A classic NFL Films scene that puts typical Eagles fandom in context is excerpted early in MNY. The narrator explains that “a true Philadelphia fan learns to boo before he learns to speak,” while video rolls of a guy in a kelly green sweater giving a full two-arm middle finger to the camera, followed by a small child saying, “They stink.” In our cold, dark hearts, every one of us was that child—and then we grew up, went to the games, and learned to flip the bird to the Birds. 

Philly fans are no doubt (in)famous for their behavior. As the film reminds everyone, the old Veterans Stadium had a jail in it, which remains closer to a point of perverse pride than a source of embarrassment. (I briefly passed through that jail once during college.) And yet Thrash does not glorify the knuckleheads that have unfortunately become part of the city’s collective identity. While some of us insist the rowdy mouthbreather faction is small and does not represent the greater group, it also undeniably exists. In one MNY scene, after the Eagles beat Atlanta in the playoffs, a visiting fan dressed in full Falcons regalia congratulates the locals on the victory—only to be verbally accosted by meathead Eagles supporters. In another memorable moment, a fan tailgating in the parking lot blows up part of his hand in a fireworks mishap, then wraps his injured, bloody mitt in a towel and tells the camera, “We’re going to the fucking game and the Eagles are going to fucking win.”

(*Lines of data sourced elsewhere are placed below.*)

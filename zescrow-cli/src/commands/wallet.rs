//! Wallet commands - create, import, inspect and fund user wallets

use anyhow::Result;
use clap::Subcommand;
use colored::Colorize;
use dialoguer::Password;
use rust_decimal::Decimal;
use zescrow_core::domain::Pool;
use zescrow_core::services::WalletView;
use zescrow_core::LogEvent;

use super::{get_context, get_logger, log_event};
use crate::output;

#[derive(Subcommand)]
pub enum WalletCommands {
    /// Create a fresh wallet for a user
    Create {
        /// User id (at least 8 characters)
        user_id: String,
        #[arg(long)]
        label: Option<String>,
        /// Output as JSON
        #[arg(long)]
        json: bool,
    },
    /// Import a wallet from a seed phrase
    Import {
        user_id: String,
        /// Seed phrase (prompted when omitted)
        #[arg(long)]
        seed: Option<String>,
        #[arg(long)]
        label: Option<String>,
        /// Output as JSON
        #[arg(long)]
        json: bool,
    },
    /// Show a user's wallet and balance
    Show {
        user_id: String,
        /// Output as JSON
        #[arg(long)]
        json: bool,
    },
    /// Credit test funds to a wallet (development faucet)
    Fund {
        user_id: String,
        /// Amount in ZEC
        amount: Decimal,
        /// Credit the transparent pool instead of shielded
        #[arg(long)]
        transparent: bool,
        /// Output as JSON
        #[arg(long)]
        json: bool,
    },
}

fn print_wallet(view: &WalletView) {
    let wallet = &view.wallet;
    println!("{}", format!("Wallet for {}", wallet.user_id).bold());
    println!("  ID:           {}", wallet.wallet_id);
    if let Some(label) = &wallet.label {
        println!("  Label:        {}", label);
    }
    println!("  Shielded:     {}", wallet.shielded_address);
    println!("  Transparent:  {}", wallet.transparent_address);
    println!(
        "  Balance:      {} (shielded {} / transparent {} zatoshi)",
        output::zec(view.balance_zec).green(),
        view.balance.shielded,
        view.balance.transparent
    );
}

pub fn run(command: WalletCommands) -> Result<()> {
    let ctx = get_context()?;
    let logger = get_logger();
    let escrow = &ctx.escrow_service;

    match command {
        WalletCommands::Create { user_id, label, json } => {
            escrow.create_user_wallet(&user_id, label.as_deref())?;
            log_event(&logger, LogEvent::new("wallet_created").with_user(&user_id).with_command("wallet create"));
            let view = escrow.get_wallet(&user_id)?;
            if json {
                return output::print_json(&view);
            }
            output::success("Wallet created");
            print_wallet(&view);
        }
        WalletCommands::Import { user_id, seed, label, json } => {
            let seed = match seed {
                Some(seed) => seed,
                None => Password::new().with_prompt("Seed phrase").interact()?,
            };
            escrow.import_user_wallet(&user_id, &seed, label.as_deref())?;
            log_event(&logger, LogEvent::new("wallet_imported").with_user(&user_id).with_command("wallet import"));
            let view = escrow.get_wallet(&user_id)?;
            if json {
                return output::print_json(&view);
            }
            output::success("Wallet imported");
            print_wallet(&view);
        }
        WalletCommands::Show { user_id, json } => {
            let view = escrow.get_wallet(&user_id)?;
            if json {
                return output::print_json(&view);
            }
            print_wallet(&view);
        }
        WalletCommands::Fund { user_id, amount, transparent, json } => {
            let pool = if transparent { Pool::Transparent } else { Pool::Shielded };
            let view = escrow.fund_wallet(&user_id, amount, pool)?;
            if json {
                return output::print_json(&view);
            }
            output::success(&format!("Credited {}", output::zec(amount)));
            print_wallet(&view);
        }
    }

    Ok(())
}
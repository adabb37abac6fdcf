//! Deal commands - create deals and drive them through their lifecycle

use anyhow::Result;
use clap::Subcommand;
use colored::Colorize;
use dialoguer::Confirm;
use rust_decimal::Decimal;
use zescrow_core::domain::{Resolution, TxStatus};
use zescrow_core::services::{CreateDeal, ResolveDispute, SubmitWork};
use zescrow_core::{ChainTransaction, Deal, DealStatus, LogEvent};

use super::{get_context, get_logger, log_event};
use crate::output;

#[derive(Subcommand)]
pub enum DealCommands {
    /// Fund a new escrow deal from the client's wallet
    Create {
        #[arg(long)]
        client: String,
        #[arg(long)]
        freelancer: String,
        /// Amount in ZEC
        #[arg(long)]
        amount: Decimal,
        /// Days until the deadline
        #[arg(long, default_value = "14")]
        days: u32,
        #[arg(long)]
        description: String,
        /// Output as JSON
        #[arg(long)]
        json: bool,
    },
    /// Show a deal
    Show {
        deal_id: String,
        /// Output as JSON
        #[arg(long)]
        json: bool,
    },
    /// List deals, optionally for one user or status
    List {
        /// Only deals where this user is client or freelancer
        #[arg(long)]
        user: Option<String>,
        #[arg(long)]
        status: Option<DealStatus>,
        #[arg(short, long, default_value = "50")]
        limit: usize,
        /// Output as JSON
        #[arg(long)]
        json: bool,
    },
    /// Show the chain transactions of a deal
    Txs {
        deal_id: String,
        /// Output as JSON
        #[arg(long)]
        json: bool,
    },
    /// Submit work as the freelancer
    Submit {
        deal_id: String,
        #[arg(long)]
        freelancer: String,
        /// Link to the delivered work
        #[arg(long)]
        proof: String,
        #[arg(long)]
        notes: Option<String>,
        /// Output as JSON
        #[arg(long)]
        json: bool,
    },
    /// Approve submitted work and release funds
    Approve {
        deal_id: String,
        #[arg(long)]
        client: String,
        /// Output as JSON
        #[arg(long)]
        json: bool,
    },
    /// Dispute submitted work
    Dispute {
        deal_id: String,
        #[arg(long)]
        client: String,
        #[arg(long)]
        reason: String,
        /// Output as JSON
        #[arg(long)]
        json: bool,
    },
    /// Settle a dispute as an administrator
    Resolve {
        deal_id: String,
        #[arg(long)]
        admin: String,
        /// Who gets the funds: client or freelancer
        #[arg(long)]
        favor: Resolution,
        #[arg(long)]
        notes: Option<String>,
        /// Output as JSON
        #[arg(long)]
        json: bool,
    },
    /// Cancel an unstarted deal and refund the client
    Cancel {
        deal_id: String,
        #[arg(long)]
        client: String,
        /// Skip confirmation prompt
        #[arg(long, short = 'f')]
        force: bool,
        /// Output as JSON
        #[arg(long)]
        json: bool,
    },
}

fn print_deal(deal: &Deal) {
    println!("{} {}", "Deal".bold(), deal.deal_id);
    println!("  Status:      {}", output::status(deal.status));
    println!("  Amount:      {} ({} zatoshi)", output::zec(deal.amount_zec), deal.amount_zatoshi);
    println!("  Client:      {} ({})", deal.client.id, deal.client.near_account_id);
    println!("  Freelancer:  {} ({})", deal.freelancer.id, deal.freelancer.near_account_id);
    println!("  Deadline:    {}", output::timestamp(&deal.deadline));
    println!("  Intent:      {}", deal.intent_id);
    println!("  Description: {}", deal.description);
    if let Some(link) = &deal.proof_link {
        println!("  Proof:       {}", link);
    }
    if let Some(notes) = &deal.notes {
        println!("  Notes:       {}", notes);
    }
    if let Some(reason) = &deal.dispute_reason {
        println!("  Dispute:     {}", reason.yellow());
    }
    if let Some(resolution) = deal.resolution {
        println!("  Resolved in favour of {}", resolution);
    }
}

fn print_deals(deals: &[Deal]) {
    if deals.is_empty() {
        println!("No deals found.");
        return;
    }
    let mut table = output::create_table();
    table.set_header(vec!["Deal", "Status", "Amount", "Client", "Freelancer", "Updated"]);
    for deal in deals {
        table.add_row(vec![
            deal.deal_id.clone(),
            deal.status.to_string(),
            output::zec(deal.amount_zec),
            deal.client.id.clone(),
            deal.freelancer.id.clone(),
            output::timestamp(&deal.updated_at),
        ]);
    }
    println!("{}", table);
}

fn print_transactions(txs: &[ChainTransaction]) {
    if txs.is_empty() {
        println!("No transactions recorded.");
        return;
    }
    let mut table = output::create_table();
    table.set_header(vec!["Tx", "Chain", "Type", "Amount", "Status", "Conf.", "Created"]);
    for tx in txs {
        let status = match tx.status {
            TxStatus::Confirmed => tx.status.as_str().green().to_string(),
            TxStatus::Failed => tx.status.as_str().red().to_string(),
            TxStatus::Pending => tx.status.as_str().yellow().to_string(),
        };
        table.add_row(vec![
            output::short(&tx.tx_id, 18),
            tx.blockchain.to_string(),
            tx.tx_type.to_string(),
            tx.amount_zatoshi.to_string(),
            status,
            tx.confirmations.to_string(),
            output::timestamp(&tx.created_at),
        ]);
    }
    println!("{}", table);
}

/// Print the outcome of a lifecycle action
fn finish(deal: &Deal, message: &str, json: bool) -> Result<()> {
    if json {
        return output::print_json(deal);
    }
    output::success(message);
    print_deal(deal);
    Ok(())
}

pub fn run(command: DealCommands) -> Result<()> {
    let ctx = get_context()?;
    let logger = get_logger();
    let escrow = &ctx.escrow_service;

    match command {
        DealCommands::Create { client, freelancer, amount, days, description, json } => {
            let deal = escrow.create_deal(CreateDeal {
                client_id: client.clone(),
                freelancer_id: freelancer,
                amount_zec: amount,
                deadline_days: days,
                description,
            })?;
            log_event(&logger, LogEvent::new("deal_created").with_deal(&deal.deal_id).with_user(&client));
            finish(&deal, "Deal created and funded", json)?;
        }
        DealCommands::Show { deal_id, json } => {
            let deal = escrow.get_deal(&deal_id)?;
            if json {
                return output::print_json(&deal);
            }
            print_deal(&deal);
        }
        DealCommands::List { user, status, limit, json } => {
            let mut deals = match &user {
                Some(user_id) => escrow.get_user_deals(user_id)?,
                None => escrow.list_deals(status, limit)?,
            };
            if user.is_some() {
                deals.retain(|d| status.map_or(true, |s| d.status == s));
                deals.truncate(limit);
            }
            if json {
                return output::print_json(&deals);
            }
            print_deals(&deals);
        }
        DealCommands::Txs { deal_id, json } => {
            let txs = escrow.get_deal_transactions(&deal_id)?;
            if json {
                return output::print_json(&txs);
            }
            print_transactions(&txs);
        }
        DealCommands::Submit { deal_id, freelancer, proof, notes, json } => {
            let deal = escrow.submit_work(
                &deal_id,
                &freelancer,
                SubmitWork {
                    proof_link: proof,
                    notes,
                },
            )?;
            log_event(&logger, LogEvent::new("work_submitted").with_deal(&deal_id).with_user(&freelancer));
            finish(&deal, "Work submitted", json)?;
        }
        DealCommands::Approve { deal_id, client, json } => {
            let deal = escrow.approve_work(&deal_id, &client)?;
            log_event(&logger, LogEvent::new("work_approved").with_deal(&deal_id).with_user(&client));
            finish(&deal, "Work approved; release sent to the freelancer", json)?;
        }
        DealCommands::Dispute { deal_id, client, reason, json } => {
            let deal = escrow.dispute_work(&deal_id, &client, &reason)?;
            log_event(&logger, LogEvent::new("work_disputed").with_deal(&deal_id).with_user(&client));
            finish(&deal, "Dispute opened", json)?;
        }
        DealCommands::Resolve { deal_id, admin, favor, notes, json } => {
            let deal = escrow.resolve_dispute(
                &deal_id,
                &admin,
                ResolveDispute {
                    resolution: favor,
                    notes,
                },
            )?;
            log_event(&logger, LogEvent::new("dispute_resolved").with_deal(&deal_id).with_user(&admin));
            finish(&deal, &format!("Dispute resolved in favour of the {}", favor), json)?;
        }
        DealCommands::Cancel { deal_id, client, force, json } => {
            if !force && !json {
                let confirmed = Confirm::new()
                    .with_prompt(format!("Cancel {} and refund the client?", deal_id))
                    .default(false)
                    .interact()?;
                if !confirmed {
                    println!("Cancelled.");
                    return Ok(());
                }
            }
            let deal = escrow.cancel_deal(&deal_id, &client)?;
            log_event(&logger, LogEvent::new("deal_cancelled").with_deal(&deal_id).with_user(&client));
            finish(&deal, "Deal cancelled; refund sent to the client", json)?;
        }
    }

    Ok(())
}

In fairness, every fan base has extremists who are easy to make fun of and would be better off excommunicated. I’ve always felt that Eagles fandom is best defined not by its idiot element but rather by shared suffering. (That goes for the Sixers, Flyers, and Phils fan bases, too.) It’s sort of a city-wide support group with learned behavior that parents teach their children. The depiction of that learning process is the best part of MNY. There is a lot of talk about Super Bowl LII being a win for moms and dads who weren’t around anymore to witness it. That part really hits home. My dad died in the summer of 2004. He was a huge fan. I still have a vintage kelly green Eagles blanket he loved on cold game days. Later that season, the Eagles went to the Super Bowl. My family was convinced the Birds would best the Pats and win it all for him—and they did, it just took another 13 years to pull it off. 

Of course, Super Bowl LII was one shining moment lumped among so many Eagles campaigns that have been shrouded in darkness. This season has not gone to plan. There have been countless injuries, Wentz has been inconsistent, and the team is 3-4-1. The only consolation is that the rest of the NFC East is just as dreadful, if not worse. When I asked Thrash how he felt about the Birds’ prospects for the rest of this season, he stopped for a couple seconds and then let out a long sigh. Nothing more needed to be said. Maybe next year.